About the Mathematical Thinking Lab

Many people say that “mathematics is a different kind of language”. What they often mean is that similar to language, mathematics allows using a basic set of symbols to express complex meanings by combining these symbols according to certain rules. For example, the base-10 system allows combining digits or words into numbers; operators such as + and ÷ allow combining these numbers to perform basic arithmetic; and mathematical procedures combine simple calculations to attain more complex goals, e.g., solving an equation.

Our lab examines how, when children and adults do mathematics, their mind handles these systems of symbols and rules via cognitive mechanisms such as language and executive functions. We investigate this question for ‘the average person’, but we also examine individual differences, i.e., how and why some people are better than others in particular aspects of math, and which precise learning disorders disrupt specific mathematical abilities. To investigate these issues we use a variety of methods from Cognitive Psychology and Neuropsychology. For more details, visit the Research page.

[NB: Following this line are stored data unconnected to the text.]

use std::fs;
use std::path::{Path, PathBuf};

use super::core::ReviewlensConfig;
use crate::core::{Error, Result};

pub const CONFIG_FILE_NAME: &str = ".reviewlens.toml";
const MAX_TRAVERSAL_DEPTH: usize = 10;

/// Pure function to parse and validate config from TOML string
pub fn parse_and_validate_config(contents: &str) -> Result<ReviewlensConfig> {
    let config = toml::from_str::<ReviewlensConfig>(contents)?;
    config.validate()?;
    Ok(config)
}

/// Load an explicitly requested config file; any problem is an error.
pub fn load_config_from(path: &Path) -> Result<ReviewlensConfig> {
    let contents = fs::read_to_string(path).map_err(|e| {
        Error::Configuration(format!("failed to read {}: {e}", path.display()))
    })?;
    let config = parse_and_validate_config(&contents).map_err(|e| {
        Error::Configuration(format!("invalid config {}: {e}", path.display()))
    })?;
    log::debug!("Loaded config from {}", path.display());
    Ok(config)
}

/// Try loading a discovered config file; problems are logged and skipped.
pub(crate) fn try_load_config_from_path(config_path: &Path) -> Option<ReviewlensConfig> {
    let contents = match fs::read_to_string(config_path) {
        Ok(contents) => contents,
        Err(e) => {
            handle_read_error(config_path, &e);
            return None;
        }
    };

    match parse_and_validate_config(&contents) {
        Ok(config) => {
            log::debug!("Loaded config from {}", config_path.display());
            Some(config)
        }
        Err(e) => {
            log::warn!(
                "Ignoring invalid config {}: {}. Using defaults.",
                config_path.display(),
                e
            );
            None
        }
    }
}

/// Handle file read errors with appropriate logging
fn handle_read_error(config_path: &Path, error: &std::io::Error) {
    // "not found" is the normal case while walking up
    if error.kind() != std::io::ErrorKind::NotFound {
        log::warn!(
            "Failed to read config file {}: {}",
            config_path.display(),
            error
        );
    }
}

/// Pure function to generate directory ancestors up to a depth limit
pub fn directory_ancestors(start: PathBuf, max_depth: usize) -> impl Iterator<Item = PathBuf> {
    std::iter::successors(Some(start), |dir| {
        let mut parent = dir.clone();
        parent.pop().then_some(parent)
    })
    .take(max_depth)
}

/// Search `start` and its ancestors for `.reviewlens.toml`.
pub fn discover_config(start: PathBuf) -> Option<ReviewlensConfig> {
    directory_ancestors(start, MAX_TRAVERSAL_DEPTH)
        .map(|dir| dir.join(CONFIG_FILE_NAME))
        .find_map(|path| try_load_config_from_path(&path))
}

pub fn load_config() -> ReviewlensConfig {
    let current = match std::env::current_dir() {
        Ok(dir) => dir,
        Err(e) => {
            log::warn!(
                "Failed to get current directory: {}. Using default config.",
                e
            );
            return ReviewlensConfig::default();
        }
    };

    discover_config(current).unwrap_or_else(|| {
        log::debug!(
            "No config found after checking {} directories. Using default config.",
            MAX_TRAVERSAL_DEPTH
        );
        ReviewlensConfig::default()
    })
}

#[cfg(test)]
mod tests {
    use super::*;
    use std::fs;
    use tempfile::TempDir;

    #[test]
    fn ancestors_stop_at_depth() {
        let dirs: Vec<PathBuf> = directory_ancestors(PathBuf::from("/a/b/c/d"), 3).collect();
        assert_eq!(
            dirs,
            vec![
                PathBuf::from("/a/b/c/d"),
                PathBuf::from("/a/b/c"),
                PathBuf::from("/a/b")
            ]
        );
    }

    #[test]
    fn discovers_config_in_parent() {
        let root = TempDir::new().unwrap();
        let nested = root.path().join("data").join("exports");
        fs::create_dir_all(&nested).unwrap();
        fs::write(
            root.path().join(CONFIG_FILE_NAME),
            "[ranking]\ndefault_top_n = 7\n",
        )
        .unwrap();

        let config = discover_config(nested).expect("config found");
        assert_eq!(config.ranking.default_top_n, 7);
    }

    #[test]
    fn invalid_discovered_config_is_skipped() {
        let root = TempDir::new().unwrap();
        fs::write(
            root.path().join(CONFIG_FILE_NAME),
            "[thresholds]\napp_gap_points = 500\n",
        )
        .unwrap();
        assert!(try_load_config_from_path(&root.path().join(CONFIG_FILE_NAME)).is_none());
    }

    #[test]
    fn explicit_invalid_config_is_an_error() {
        let root = TempDir::new().unwrap();
        let path = root.path().join("custom.toml");
        fs::write(&path, "[ranking]\ndefault_top_n = \"many\"\n").unwrap();
        assert!(matches!(
            load_config_from(&path),
            Err(Error::Configuration(_))
        ));
        assert!(load_config_from(&root.path().join("missing.toml")).is_err());
    }
}
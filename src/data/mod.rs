//! Data-load boundary.
//!
//! Reads a dataset export, locates the record rows and converts every row
//! into a [`ReviewRecord`] through a [`FieldMapping`]. This is the only place
//! where loosely typed values are interpreted; the engines downstream work on
//! the normalized model.
//!
//! Two encodings are understood: JSON (a bare array or a dashboard bundle)
//! and CSV with a header row, as written by the enhanced analysis export.

pub mod mapping;
pub mod normalize;

pub use mapping::{FieldMapping, MappingPreset};

use crate::core::{Error, Result, ResultExt, ReviewRecord};
use serde_json::{Map, Value};
use std::fs;
use std::io::Read;
use std::path::Path;
use tracing::{debug, info_span};

/// Keys under which bundled dashboard exports store the record array.
const RECORD_ARRAY_KEYS: &[&str] = &["all_reviews", "reviews"];

/// Source name used in errors for documents that did not come from a file.
const INLINE_SOURCE: &str = "<inline>";

/// On-disk dataset encodings.
#[derive(Debug, Clone, Copy, PartialEq, Eq)]
pub enum DatasetFormat {
    Json,
    Csv,
}

impl DatasetFormat {
    /// `.csv` files are read as CSV; everything else as JSON.
    pub fn from_path(path: &Path) -> Self {
        match path.extension().and_then(|ext| ext.to_str()) {
            Some(ext) if ext.eq_ignore_ascii_case("csv") => Self::Csv,
            _ => Self::Json,
        }
    }
}

/// Load and normalize a dataset from disk.
pub fn load_dataset(path: &Path, mapping: &FieldMapping) -> Result<Vec<ReviewRecord>> {
    let format = DatasetFormat::from_path(path);
    let _span = info_span!("load_dataset", path = %path.display(), ?format).entered();

    let contents = fs::read_to_string(path)
        .map_err(|e| Error::dataset(path, format!("failed to read file: {e}")))?;

    match format {
        DatasetFormat::Json => {
            let document: Value = serde_json::from_str(&contents)?;
            parse_document(&document, mapping, path)
        }
        DatasetFormat::Csv => parse_csv(contents.as_bytes(), mapping)
            .context(format!("Failed to read CSV dataset {}", path.display())),
    }
}

/// Normalize every row of an already parsed JSON document.
///
/// Rows that are not JSON objects are skipped; everything else is kept, with
/// missing or malformed fields replaced by their defaults.
pub fn parse_dataset(document: &Value, mapping: &FieldMapping) -> Result<Vec<ReviewRecord>> {
    parse_document(document, mapping, Path::new(INLINE_SOURCE))
}

/// Normalize the rows of a CSV export with a header row.
///
/// Every cell is read as text and blank cells count as absent, so the
/// mapping's fallback keys still apply. Rows without a record id are
/// dropped; exports pad the file with such rows.
pub fn parse_csv<R: Read>(input: R, mapping: &FieldMapping) -> Result<Vec<ReviewRecord>> {
    let mut reader = csv::ReaderBuilder::new()
        .has_headers(true)
        .flexible(true)
        .trim(csv::Trim::Headers)
        .from_reader(input);
    let headers = reader.headers()?.clone();

    let mut records = Vec::new();
    let mut dropped = 0usize;
    for (index, row) in reader.records().enumerate() {
        let row = row?;
        let object: Map<String, Value> = headers
            .iter()
            .zip(row.iter())
            .filter(|(_, cell)| !cell.trim().is_empty())
            .map(|(header, cell)| (header.to_string(), Value::String(cell.to_string())))
            .collect();

        if !mapping.has_id(&object) {
            dropped += 1;
            continue;
        }
        records.push(mapping.to_record(&object, index));
    }

    debug!(
        loaded = records.len(),
        dropped, "Normalized CSV rows into review records"
    );
    Ok(records)
}

fn parse_document(
    document: &Value,
    mapping: &FieldMapping,
    source: &Path,
) -> Result<Vec<ReviewRecord>> {
    let rows = locate_records(document).ok_or_else(|| {
        Error::dataset(
            source,
            format!(
                "expected an array of records or an object with one of {:?}",
                RECORD_ARRAY_KEYS
            ),
        )
    })?;

    let mut skipped = 0usize;
    let records: Vec<ReviewRecord> = rows
        .iter()
        .enumerate()
        .filter_map(|(index, row)| match row.as_object() {
            Some(object) => Some(mapping.to_record(object, index)),
            None => {
                skipped += 1;
                None
            }
        })
        .collect();

    debug!(
        loaded = records.len(),
        skipped, "Normalized dataset rows into review records"
    );
    Ok(records)
}

fn locate_records(document: &Value) -> Option<&Vec<Value>> {
    match document {
        Value::Array(rows) => Some(rows),
        Value::Object(object) => RECORD_ARRAY_KEYS
            .iter()
            .find_map(|key| object.get(*key).and_then(Value::as_array)),
        _ => None,
    }
}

We believe that cognitive research should not remain in the lab, but rather be used to improve education. Thus, we create methods and tools to diagnose mathematical learning disorders in individual children and adults, and we develop research-based educational methods that should make math learning easier and more efficient.

The Mathematical Thinking Lab is affiliated with Tel Aviv University‘s School of Education and Sagol School of Neuroscience.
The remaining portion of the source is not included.